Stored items
....

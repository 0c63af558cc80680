//! File-tree specification and the writer that materializes it.
//!
//! A [`FileNode`] tree is assembled bottom-up in memory, then handed to
//! [`TreeWriter::write`] exactly once. Each node's `target_dir` is relative
//! to its parent.

use std::fs;
use std::path::{Path, PathBuf};

use log::{debug, error};

use crate::constants::FILE_MODE;
use crate::error::{Error, Result};
use crate::renderer::TemplateRenderer;
use crate::templates::DEFAULT_PACKAGE;

/// What a file node writes.
#[derive(Debug, Clone, PartialEq)]
pub enum Content {
    /// Written verbatim
    Literal(String),
    /// Rendered from a named template; without a name the node renders a
    /// package stub named after its directory
    Template {
        name: Option<String>,
        data: serde_json::Value,
    },
}

#[derive(Debug, Clone, PartialEq)]
pub struct FileNode {
    pub target_dir: PathBuf,
    pub is_dir: bool,
    pub content: Content,
    pub file_name: String,
    /// Omit this node only; a skipped directory is not created but its
    /// children are still visited
    pub skip: bool,
    /// Omit this node and all descendants
    pub skip_all: bool,
    /// Omit the file if the destination already exists
    pub skip_if_exist: bool,
    pub children: Vec<FileNode>,
}

impl FileNode {
    pub fn dir<P: Into<PathBuf>>(target_dir: P) -> Self {
        Self {
            target_dir: target_dir.into(),
            is_dir: true,
            content: Content::Literal(String::new()),
            file_name: String::new(),
            skip: false,
            skip_all: false,
            skip_if_exist: false,
            children: Vec::new(),
        }
    }

    fn file<S: Into<String>>(file_name: S, content: Content) -> Self {
        Self {
            target_dir: PathBuf::new(),
            is_dir: false,
            content,
            file_name: file_name.into(),
            skip: false,
            skip_all: false,
            skip_if_exist: false,
            children: Vec::new(),
        }
    }

    pub fn literal<S: Into<String>, C: Into<String>>(file_name: S, source: C) -> Self {
        Self::file(file_name, Content::Literal(source.into()))
    }

    pub fn template<S: Into<String>, N: Into<String>>(
        file_name: S,
        template: N,
        data: serde_json::Value,
    ) -> Self {
        Self::file(
            file_name,
            Content::Template {
                name: Some(template.into()),
                data,
            },
        )
    }

    /// Package stub whose package name comes from the containing directory.
    pub fn package_stub<S: Into<String>>(file_name: S) -> Self {
        Self::file(
            file_name,
            Content::Template {
                name: None,
                data: serde_json::Value::Null,
            },
        )
    }

    pub fn with_children(mut self, children: Vec<FileNode>) -> Self {
        self.children = children;
        self
    }

    pub fn child(mut self, node: FileNode) -> Self {
        self.children.push(node);
        self
    }

    /// Adds the node only when `include` holds; excluded nodes never reach
    /// the tree.
    pub fn child_if(self, include: bool, node: impl FnOnce() -> FileNode) -> Self {
        if include {
            self.child(node())
        } else {
            self
        }
    }

    pub fn skip(mut self, skip: bool) -> Self {
        self.skip = skip;
        self
    }

    pub fn skip_all(mut self, skip_all: bool) -> Self {
        self.skip_all = skip_all;
        self
    }

    pub fn skip_if_exist(mut self) -> Self {
        self.skip_if_exist = true;
        self
    }

    /// Depth-first search by relative path, mostly useful for inspecting a
    /// composed tree before it is written.
    pub fn find<P: AsRef<Path>>(&self, path: P) -> Option<&FileNode> {
        fn walk<'a>(node: &'a FileNode, base: &Path, wanted: &Path) -> Option<&'a FileNode> {
            let dir = base.join(&node.target_dir);
            let own = if node.is_dir { dir.clone() } else { dir.join(&node.file_name) };
            if own == wanted {
                return Some(node);
            }
            node.children.iter().find_map(|child| walk(child, &dir, wanted))
        }
        walk(self, Path::new(""), path.as_ref())
    }

    /// Produces the bytes of a file node.
    ///
    /// # Arguments
    /// * `renderer` - Engine used for template content
    /// * `dir` - Resolved directory the file is written into
    pub fn render(&self, renderer: &dyn TemplateRenderer, dir: &Path) -> Result<String> {
        match &self.content {
            Content::Literal(source) => Ok(source.clone()),
            Content::Template { name: Some(name), data } => renderer.render_named(name, data),
            Content::Template { name: None, .. } => {
                let data = serde_json::json!({ "package_name": default_package_name(dir) });
                renderer.render_named(DEFAULT_PACKAGE, &data)
            }
        }
    }
}

/// Package name derived from the last segment of a directory path.
/// Trailing separators are ignored; a path without separators is returned
/// whole.
pub fn default_package_name<P: AsRef<Path>>(dir: P) -> String {
    let dir = dir.as_ref().to_string_lossy();
    let dir = dir.trim_end_matches('/');
    dir.rsplit('/').next().unwrap_or(dir).to_string()
}

/// Outcome of one writer pass.
#[derive(Debug, Default)]
pub struct WriteReport {
    pub written: Vec<PathBuf>,
    pub skipped: Vec<PathBuf>,
    /// Render failures; each one aborted only its own file
    pub failed: Vec<Error>,
}

impl WriteReport {
    pub fn absorb(&mut self, other: WriteReport) {
        self.written.extend(other.written);
        self.skipped.extend(other.skipped);
        self.failed.extend(other.failed);
    }
}

/// Materializes [`FileNode`] trees on the filesystem.
pub struct TreeWriter<'a> {
    renderer: &'a dyn TemplateRenderer,
}

impl<'a> TreeWriter<'a> {
    pub fn new(renderer: &'a dyn TemplateRenderer) -> Self {
        Self { renderer }
    }

    /// Writes `node` below `destination_root`.
    ///
    /// # Returns
    /// * `Result<WriteReport>` - Written, kept and failed files of the pass
    ///
    /// # Errors
    /// * `Error::IoError` on any filesystem failure; already written files
    ///   are left in place
    pub fn write(&self, node: &FileNode, destination_root: &Path) -> Result<WriteReport> {
        let mut report = WriteReport::default();
        self.write_node(node, destination_root, &mut report)?;
        Ok(report)
    }

    fn write_node(&self, node: &FileNode, parent: &Path, report: &mut WriteReport) -> Result<()> {
        if node.skip_all {
            debug!("Skipping subtree {}", parent.join(&node.target_dir).display());
            return Ok(());
        }

        let dir = parent.join(&node.target_dir);
        if node.is_dir {
            if node.skip {
                debug!("Keeping existing directory {}", dir.display());
            } else {
                fs::create_dir_all(&dir)?;
            }
            for child in &node.children {
                self.write_node(child, &dir, report)?;
            }
            return Ok(());
        }

        let target = dir.join(&node.file_name);
        if node.skip || (node.skip_if_exist && target.exists()) {
            debug!("Skipping file {}", target.display());
            report.skipped.push(target);
            return Ok(());
        }

        let content = match node.render(self.renderer, &dir) {
            Ok(content) => content,
            Err(err) => {
                let err = Error::RenderError {
                    path: target.display().to_string(),
                    reason: err.to_string(),
                };
                error!("{err}");
                report.failed.push(err);
                return Ok(());
            }
        };

        println!("creating {}...", target.display());
        write_file(&target, &content)?;
        report.written.push(target);
        Ok(())
    }
}

fn write_file(path: &Path, content: &str) -> Result<()> {
    fs::write(path, content)?;
    #[cfg(unix)]
    {
        use std::os::unix::fs::PermissionsExt;
        fs::set_permissions(path, fs::Permissions::from_mode(FILE_MODE))?;
    }
    #[cfg(not(unix))]
    let _ = FILE_MODE;
    Ok(())
}

#[cfg(test)]
mod tests {
    use super::*;

    #[test]
    fn test_default_package_name() {
        assert_eq!(
            default_package_name("out/svc/internal/modules/billing/usecase"),
            "usecase"
        );
        assert_eq!(default_package_name("out/svc/pkg/shared/"), "shared");
        assert_eq!(default_package_name("domain"), "domain");
        assert_eq!(default_package_name(""), "");
    }

    #[test]
    fn test_child_if_is_structural() {
        let tree = FileNode::dir("delivery")
            .child_if(true, || FileNode::dir("resthandler"))
            .child_if(false, || FileNode::dir("grpchandler"));
        assert_eq!(tree.children.len(), 1);
        assert!(tree.find("delivery/resthandler").is_some());
        assert!(tree.find("delivery/grpchandler").is_none());
    }

    #[test]
    fn test_find_file_node() {
        let tree = FileNode::dir("svc").child(
            FileNode::dir("internal").child(FileNode::literal("service.go", "package service")),
        );
        let node = tree.find("svc/internal/service.go").unwrap();
        assert_eq!(node.content, Content::Literal("package service".to_string()));
    }
}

....

**TASK DESCRIPTION:** With the line holding "pub fn skip_if_exist(mut" as the first and the line holding "it is written." as the last, set down that range of the entries above exactly, and nothing else.

**EXERCISE SOLUTION:**
    pub fn skip_if_exist(mut self) -> Self {
        self.skip_if_exist = true;
        self
    }

    /// Depth-first search by relative path, mostly useful for inspecting a
    /// composed tree before it is written.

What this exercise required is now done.